La Cour de cassation 1 ( * ) a estimé que cet article n'était pas contraire au principe de la liberté d'expression inscrit dans la convention européenne de sauvegarde des droits de l'homme et des libertés fondamentales, dès lors qu'il sanctionne des comportements attentatoires à l'ordre public et aux droits des

individus et entre en conséquence dans le champ des exceptions prévues par l'article 10 de la Convention européenne 2 ( * ) .

Les articles 32 et 33 de la loi du 29 juillet 1881 sanctionnent la diffamation et l'injure publique commises envers une personne ou un groupe de personnes à raison de leur origine ou de leur appartenance ou de leur non-appartenance à une ethnie, une nation, une race ou une religion déterminée.

L'article 32 de la loi de 1881 a donné lieu à de nombreuses procédures, généralement à l'initiative d'associations habilitées à exercer les droits de la partie civile. La Cour de cassation a par exemple considéré que l'imputation faite aux juifs américains d'« exploiter la légende de l'Holocauste » entrait dans les prévisions de cet article 3 ( * ) . Elle a fait de même à propos d'imputations visant les communautés chrétiennes des pays de l'Est, en raison de leur obédience catholique et du comportement prêté à leurs membres.

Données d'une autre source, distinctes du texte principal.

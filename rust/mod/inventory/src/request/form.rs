//! Entry form requests.

use tienda_flux::Request;

use crate::draft::DraftField;

/// Replace one form field with the typed text.
#[derive(Debug, Clone)]
pub struct FormUpdateFieldReq {
    pub field: DraftField,
    pub value: String,
}

impl Request for FormUpdateFieldReq {
    const PATH: &'static str = "form/update-field";
}

#[derive(Debug, Clone)]
pub struct FormToggleExpiryReq;

impl Request for FormToggleExpiryReq {
    const PATH: &'static str = "form/toggle-expiry";
}

/// Save the form as a new product. Ignored while a save is in flight.
#[derive(Debug, Clone)]
pub struct SubmitReq;

impl Request for SubmitReq {
    const PATH: &'static str = "form/submit";
}
//! Entry form handlers.

use std::sync::Arc;
use std::time::Duration;

use tienda_flux::StateStore;
use tracing::{debug, error, info};

use crate::handlers::InventoryContext;
use crate::request::FormUpdateFieldReq;
use crate::state::FormState;

/// Handle `form/update-field`.
pub fn handle_update_field(req: &FormUpdateFieldReq, store: &StateStore) {
    store.update(|form: &mut FormState| form.draft.set(req.field, req.value.clone()));
}

/// Handle `form/toggle-expiry`.
pub fn handle_toggle_expiry(store: &StateStore) {
    store.update(|form: &mut FormState| form.draft.toggle_expiry());
}

/// Handle `form/submit`.
///
/// Creates the product, then shows a notice that clears itself after the
/// configured lifetime.
pub async fn handle_submit(store: &Arc<StateStore>, ctx: &InventoryContext) {
    let Some(draft) = store.update(|form: &mut FormState| form.begin_submit()) else {
        debug!("submit ignored, a save is already in flight");
        return;
    };

    let result = ctx.binding.create(&draft.to_product()).await;
    let serial = store.update(|form: &mut FormState| form.finish_submit(result.is_ok()));

    match result {
        Ok(id) => info!(id = %id, name = %draft.name, "product saved"),
        Err(e) => error!(error = %e, "failed to save product"),
    }

    expire_notice_after(Arc::clone(store), serial, ctx.notice_ttl);
}

fn expire_notice_after(store: Arc<StateStore>, serial: u64, ttl: Duration) {
    tokio::spawn(async move {
        tokio::time::sleep(ttl).await;
        store.update(|form: &mut FormState| form.expire_notice(serial));
    });
}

Les délits prévus par les articles 24, 24 bis, 32 et 33 de la loi du 29 juillet 1881 ne sont constitués que s'ils sont commis « soit par des discours, cris ou menaces proférés dans des lieux ou réunions publics, soit par des écrits, imprimés, dessins, gravures, peintures, emblèmes, images ou tout autre support de l'écrit, de la parole ou de l'image vendus ou distribués, mis en vente ou exposés dans des lieux ou réunions publics, soit par des placards ou des affiches exposés au regard du public, soit par tout moyen de communication audiovisuelle ».

Les diffamations ou injures non publiques commises envers une personne ou un groupe de personnes à raison de leur origine ou de leur appartenance ou de leur non-appartenance, vraie ou supposée, à une ethnie, une nation, une race ou une religion déterminée sont punies de l'amende prévue pour les contraventions de la quatrième classe par les articles 624-3 et 624-4 du code pénal.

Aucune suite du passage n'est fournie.